EXCERPTED DATA:
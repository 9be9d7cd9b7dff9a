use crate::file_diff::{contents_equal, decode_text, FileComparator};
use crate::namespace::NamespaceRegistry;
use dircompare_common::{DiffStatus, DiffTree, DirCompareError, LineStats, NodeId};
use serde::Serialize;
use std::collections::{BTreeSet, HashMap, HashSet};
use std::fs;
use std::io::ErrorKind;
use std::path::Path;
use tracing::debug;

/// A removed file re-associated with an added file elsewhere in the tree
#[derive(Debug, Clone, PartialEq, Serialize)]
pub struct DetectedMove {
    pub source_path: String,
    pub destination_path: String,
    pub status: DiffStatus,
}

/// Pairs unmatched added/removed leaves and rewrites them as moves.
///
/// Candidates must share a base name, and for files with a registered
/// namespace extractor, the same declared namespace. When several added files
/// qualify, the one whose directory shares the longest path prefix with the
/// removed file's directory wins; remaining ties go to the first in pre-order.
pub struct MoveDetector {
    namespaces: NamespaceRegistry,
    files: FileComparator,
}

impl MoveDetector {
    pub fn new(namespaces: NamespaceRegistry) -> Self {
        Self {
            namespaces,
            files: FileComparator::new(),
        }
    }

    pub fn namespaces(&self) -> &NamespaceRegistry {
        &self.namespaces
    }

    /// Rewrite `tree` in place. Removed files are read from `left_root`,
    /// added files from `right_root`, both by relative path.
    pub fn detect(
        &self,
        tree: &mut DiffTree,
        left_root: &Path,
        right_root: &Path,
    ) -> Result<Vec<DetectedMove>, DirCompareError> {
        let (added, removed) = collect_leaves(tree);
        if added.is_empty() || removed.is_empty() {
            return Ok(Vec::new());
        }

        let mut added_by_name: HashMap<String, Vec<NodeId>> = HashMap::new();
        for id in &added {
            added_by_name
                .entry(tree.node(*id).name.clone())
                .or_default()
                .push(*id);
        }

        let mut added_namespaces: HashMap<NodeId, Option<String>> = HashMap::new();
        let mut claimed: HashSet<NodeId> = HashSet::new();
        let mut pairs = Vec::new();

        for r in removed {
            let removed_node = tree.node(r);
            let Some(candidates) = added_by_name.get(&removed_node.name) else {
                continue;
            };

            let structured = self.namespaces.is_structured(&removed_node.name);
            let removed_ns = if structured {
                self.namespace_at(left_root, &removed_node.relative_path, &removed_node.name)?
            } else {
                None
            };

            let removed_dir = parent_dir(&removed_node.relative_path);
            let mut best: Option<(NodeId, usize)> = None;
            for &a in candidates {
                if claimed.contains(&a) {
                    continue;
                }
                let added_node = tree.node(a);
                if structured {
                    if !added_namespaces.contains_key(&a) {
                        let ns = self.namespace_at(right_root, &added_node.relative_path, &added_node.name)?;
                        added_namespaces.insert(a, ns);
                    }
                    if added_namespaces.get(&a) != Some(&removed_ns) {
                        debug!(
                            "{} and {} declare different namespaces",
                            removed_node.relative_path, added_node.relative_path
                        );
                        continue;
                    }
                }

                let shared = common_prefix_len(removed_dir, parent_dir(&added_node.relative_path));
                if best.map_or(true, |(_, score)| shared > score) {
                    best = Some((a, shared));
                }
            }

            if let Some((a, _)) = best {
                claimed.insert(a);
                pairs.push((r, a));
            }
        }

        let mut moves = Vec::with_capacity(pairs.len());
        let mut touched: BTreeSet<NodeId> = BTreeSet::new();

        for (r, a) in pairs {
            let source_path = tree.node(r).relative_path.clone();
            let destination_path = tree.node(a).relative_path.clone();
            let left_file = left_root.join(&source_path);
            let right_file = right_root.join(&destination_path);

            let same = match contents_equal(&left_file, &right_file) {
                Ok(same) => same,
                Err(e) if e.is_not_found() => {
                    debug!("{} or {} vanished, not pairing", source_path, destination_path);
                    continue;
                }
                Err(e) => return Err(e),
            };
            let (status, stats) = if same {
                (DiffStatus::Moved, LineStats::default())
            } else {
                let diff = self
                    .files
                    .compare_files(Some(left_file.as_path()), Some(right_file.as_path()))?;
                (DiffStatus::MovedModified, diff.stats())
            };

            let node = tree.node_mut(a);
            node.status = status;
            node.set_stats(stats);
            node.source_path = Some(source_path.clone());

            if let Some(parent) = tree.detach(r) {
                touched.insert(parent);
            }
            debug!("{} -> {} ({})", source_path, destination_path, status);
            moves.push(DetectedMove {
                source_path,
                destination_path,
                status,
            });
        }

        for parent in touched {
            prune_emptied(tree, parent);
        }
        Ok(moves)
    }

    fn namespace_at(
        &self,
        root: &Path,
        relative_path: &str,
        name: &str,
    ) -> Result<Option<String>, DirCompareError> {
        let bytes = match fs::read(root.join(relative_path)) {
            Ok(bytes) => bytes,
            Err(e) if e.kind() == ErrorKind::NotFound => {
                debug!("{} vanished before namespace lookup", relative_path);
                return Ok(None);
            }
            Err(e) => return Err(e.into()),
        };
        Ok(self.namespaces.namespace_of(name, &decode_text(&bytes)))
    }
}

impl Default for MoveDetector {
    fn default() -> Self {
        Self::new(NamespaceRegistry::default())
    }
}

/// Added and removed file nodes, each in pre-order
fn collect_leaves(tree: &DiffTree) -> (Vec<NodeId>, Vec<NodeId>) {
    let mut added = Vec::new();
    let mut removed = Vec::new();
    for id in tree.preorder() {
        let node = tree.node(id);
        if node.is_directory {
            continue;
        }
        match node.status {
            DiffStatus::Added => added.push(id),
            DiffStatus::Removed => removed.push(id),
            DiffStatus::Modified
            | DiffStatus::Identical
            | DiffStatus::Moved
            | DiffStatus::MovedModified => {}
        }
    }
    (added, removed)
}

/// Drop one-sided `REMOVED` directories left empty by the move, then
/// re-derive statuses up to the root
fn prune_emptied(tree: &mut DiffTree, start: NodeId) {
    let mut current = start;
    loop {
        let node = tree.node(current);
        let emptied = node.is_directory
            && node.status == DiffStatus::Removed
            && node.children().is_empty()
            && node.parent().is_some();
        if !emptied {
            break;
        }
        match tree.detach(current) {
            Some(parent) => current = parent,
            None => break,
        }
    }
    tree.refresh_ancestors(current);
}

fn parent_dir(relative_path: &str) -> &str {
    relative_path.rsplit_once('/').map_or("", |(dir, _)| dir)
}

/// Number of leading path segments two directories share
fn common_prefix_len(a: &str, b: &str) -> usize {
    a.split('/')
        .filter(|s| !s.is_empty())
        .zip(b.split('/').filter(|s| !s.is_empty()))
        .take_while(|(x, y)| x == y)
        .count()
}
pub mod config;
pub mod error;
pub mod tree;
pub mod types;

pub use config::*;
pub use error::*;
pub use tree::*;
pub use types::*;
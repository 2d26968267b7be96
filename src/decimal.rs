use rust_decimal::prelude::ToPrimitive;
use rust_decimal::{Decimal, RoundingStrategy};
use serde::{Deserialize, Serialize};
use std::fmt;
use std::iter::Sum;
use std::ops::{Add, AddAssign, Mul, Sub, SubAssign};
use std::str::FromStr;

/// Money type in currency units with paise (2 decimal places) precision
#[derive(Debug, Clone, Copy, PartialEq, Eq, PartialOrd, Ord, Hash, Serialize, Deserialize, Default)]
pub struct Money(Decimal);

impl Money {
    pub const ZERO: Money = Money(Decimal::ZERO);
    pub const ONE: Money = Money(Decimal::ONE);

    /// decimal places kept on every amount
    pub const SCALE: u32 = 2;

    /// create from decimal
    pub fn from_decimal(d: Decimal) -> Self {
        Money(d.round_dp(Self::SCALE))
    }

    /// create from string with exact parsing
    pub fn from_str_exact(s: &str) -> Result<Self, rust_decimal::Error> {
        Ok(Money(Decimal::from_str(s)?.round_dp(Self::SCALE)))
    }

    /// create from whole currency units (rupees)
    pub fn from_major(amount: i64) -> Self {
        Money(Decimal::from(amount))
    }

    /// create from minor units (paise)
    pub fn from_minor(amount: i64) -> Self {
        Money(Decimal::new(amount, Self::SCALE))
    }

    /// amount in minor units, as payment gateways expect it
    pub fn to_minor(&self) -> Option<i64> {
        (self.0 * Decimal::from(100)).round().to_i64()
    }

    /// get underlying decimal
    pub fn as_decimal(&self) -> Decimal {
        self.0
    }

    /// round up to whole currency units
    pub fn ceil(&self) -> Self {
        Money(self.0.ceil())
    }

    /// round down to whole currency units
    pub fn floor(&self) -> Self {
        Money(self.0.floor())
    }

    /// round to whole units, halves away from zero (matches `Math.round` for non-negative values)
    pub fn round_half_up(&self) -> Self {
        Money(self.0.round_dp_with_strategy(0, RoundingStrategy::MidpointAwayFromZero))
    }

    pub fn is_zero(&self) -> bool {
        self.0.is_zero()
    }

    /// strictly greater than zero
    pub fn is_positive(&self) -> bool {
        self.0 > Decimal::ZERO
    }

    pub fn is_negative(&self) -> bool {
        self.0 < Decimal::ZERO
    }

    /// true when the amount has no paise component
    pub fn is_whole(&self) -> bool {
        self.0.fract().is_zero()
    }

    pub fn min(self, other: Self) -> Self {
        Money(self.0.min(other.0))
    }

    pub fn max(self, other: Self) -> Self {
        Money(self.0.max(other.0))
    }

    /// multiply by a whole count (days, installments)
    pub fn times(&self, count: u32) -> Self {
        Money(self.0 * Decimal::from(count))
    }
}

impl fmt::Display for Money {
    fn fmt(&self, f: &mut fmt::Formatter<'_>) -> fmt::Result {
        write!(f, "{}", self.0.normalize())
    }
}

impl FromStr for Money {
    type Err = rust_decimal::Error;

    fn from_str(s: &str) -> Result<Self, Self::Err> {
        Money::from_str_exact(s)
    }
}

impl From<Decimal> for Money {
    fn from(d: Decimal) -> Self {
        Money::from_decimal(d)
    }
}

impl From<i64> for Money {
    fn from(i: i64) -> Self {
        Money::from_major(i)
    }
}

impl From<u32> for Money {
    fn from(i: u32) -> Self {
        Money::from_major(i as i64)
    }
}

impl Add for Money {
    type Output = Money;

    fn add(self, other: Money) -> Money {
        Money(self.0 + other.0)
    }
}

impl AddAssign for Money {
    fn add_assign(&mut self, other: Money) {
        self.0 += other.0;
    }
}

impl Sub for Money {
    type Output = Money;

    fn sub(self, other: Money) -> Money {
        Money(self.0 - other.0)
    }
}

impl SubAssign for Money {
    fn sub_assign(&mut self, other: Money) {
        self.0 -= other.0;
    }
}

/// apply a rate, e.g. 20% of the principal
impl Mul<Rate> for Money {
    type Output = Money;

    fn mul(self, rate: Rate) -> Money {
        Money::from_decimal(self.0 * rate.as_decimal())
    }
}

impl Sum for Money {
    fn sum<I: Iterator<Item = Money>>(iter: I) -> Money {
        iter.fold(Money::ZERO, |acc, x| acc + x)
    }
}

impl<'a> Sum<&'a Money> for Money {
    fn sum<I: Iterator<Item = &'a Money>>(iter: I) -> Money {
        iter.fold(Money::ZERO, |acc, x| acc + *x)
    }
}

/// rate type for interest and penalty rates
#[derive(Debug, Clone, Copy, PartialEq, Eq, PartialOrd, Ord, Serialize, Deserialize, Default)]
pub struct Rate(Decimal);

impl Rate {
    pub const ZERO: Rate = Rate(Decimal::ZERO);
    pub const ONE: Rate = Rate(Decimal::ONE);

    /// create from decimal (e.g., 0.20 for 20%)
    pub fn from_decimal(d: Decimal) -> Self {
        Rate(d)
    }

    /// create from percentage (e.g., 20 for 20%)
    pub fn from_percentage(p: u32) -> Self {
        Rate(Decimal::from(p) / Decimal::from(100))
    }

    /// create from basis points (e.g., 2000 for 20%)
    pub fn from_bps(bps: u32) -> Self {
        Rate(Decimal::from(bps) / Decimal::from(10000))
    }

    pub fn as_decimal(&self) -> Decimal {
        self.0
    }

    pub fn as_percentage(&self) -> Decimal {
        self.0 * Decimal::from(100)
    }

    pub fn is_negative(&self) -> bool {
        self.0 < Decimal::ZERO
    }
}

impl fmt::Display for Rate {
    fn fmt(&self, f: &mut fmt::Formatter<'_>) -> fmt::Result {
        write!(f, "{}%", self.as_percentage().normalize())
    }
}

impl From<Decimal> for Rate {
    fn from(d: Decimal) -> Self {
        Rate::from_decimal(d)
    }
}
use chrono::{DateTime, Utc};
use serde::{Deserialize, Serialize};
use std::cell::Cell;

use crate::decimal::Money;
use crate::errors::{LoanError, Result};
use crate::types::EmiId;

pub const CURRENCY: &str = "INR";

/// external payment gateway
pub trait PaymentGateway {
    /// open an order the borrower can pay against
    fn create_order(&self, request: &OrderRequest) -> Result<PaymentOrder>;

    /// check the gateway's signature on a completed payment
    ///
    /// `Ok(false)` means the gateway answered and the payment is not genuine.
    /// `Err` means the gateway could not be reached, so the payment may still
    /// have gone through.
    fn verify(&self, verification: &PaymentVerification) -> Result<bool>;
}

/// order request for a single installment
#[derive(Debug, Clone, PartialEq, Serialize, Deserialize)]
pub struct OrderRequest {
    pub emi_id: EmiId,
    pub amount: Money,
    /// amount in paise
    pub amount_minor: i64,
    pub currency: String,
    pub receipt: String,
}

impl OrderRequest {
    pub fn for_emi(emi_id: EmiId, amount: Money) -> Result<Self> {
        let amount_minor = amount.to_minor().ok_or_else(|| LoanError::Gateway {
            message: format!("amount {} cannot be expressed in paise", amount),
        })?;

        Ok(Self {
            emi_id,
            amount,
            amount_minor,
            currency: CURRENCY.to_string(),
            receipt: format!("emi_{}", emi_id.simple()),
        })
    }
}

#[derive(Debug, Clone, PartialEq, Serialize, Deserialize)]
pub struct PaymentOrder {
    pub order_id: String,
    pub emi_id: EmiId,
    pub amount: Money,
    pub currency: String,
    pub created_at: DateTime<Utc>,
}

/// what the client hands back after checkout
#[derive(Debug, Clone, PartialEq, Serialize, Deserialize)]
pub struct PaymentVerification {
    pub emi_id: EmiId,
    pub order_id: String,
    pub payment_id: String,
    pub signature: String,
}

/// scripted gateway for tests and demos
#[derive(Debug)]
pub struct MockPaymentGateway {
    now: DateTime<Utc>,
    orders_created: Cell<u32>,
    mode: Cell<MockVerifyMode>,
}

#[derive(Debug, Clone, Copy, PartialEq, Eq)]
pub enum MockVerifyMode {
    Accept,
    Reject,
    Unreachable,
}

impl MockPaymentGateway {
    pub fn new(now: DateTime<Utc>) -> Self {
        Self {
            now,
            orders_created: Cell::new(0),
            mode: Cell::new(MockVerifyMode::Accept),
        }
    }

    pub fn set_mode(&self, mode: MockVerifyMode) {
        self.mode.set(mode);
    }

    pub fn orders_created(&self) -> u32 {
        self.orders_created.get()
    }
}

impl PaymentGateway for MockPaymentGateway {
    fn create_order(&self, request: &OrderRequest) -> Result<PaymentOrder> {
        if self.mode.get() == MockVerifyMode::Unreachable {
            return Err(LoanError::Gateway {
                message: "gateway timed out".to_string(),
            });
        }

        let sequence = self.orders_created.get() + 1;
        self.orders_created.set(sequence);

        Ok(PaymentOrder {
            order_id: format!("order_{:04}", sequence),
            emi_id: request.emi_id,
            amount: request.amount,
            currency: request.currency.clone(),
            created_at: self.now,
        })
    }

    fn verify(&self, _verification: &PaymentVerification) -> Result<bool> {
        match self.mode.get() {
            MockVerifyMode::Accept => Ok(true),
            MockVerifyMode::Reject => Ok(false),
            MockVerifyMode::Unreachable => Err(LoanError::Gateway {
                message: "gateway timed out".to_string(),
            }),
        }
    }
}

TASK DIRECTIONS: Tally every line of the entries that contains the word "Option", and respond with that number only.

RESPONSE BELOW: 4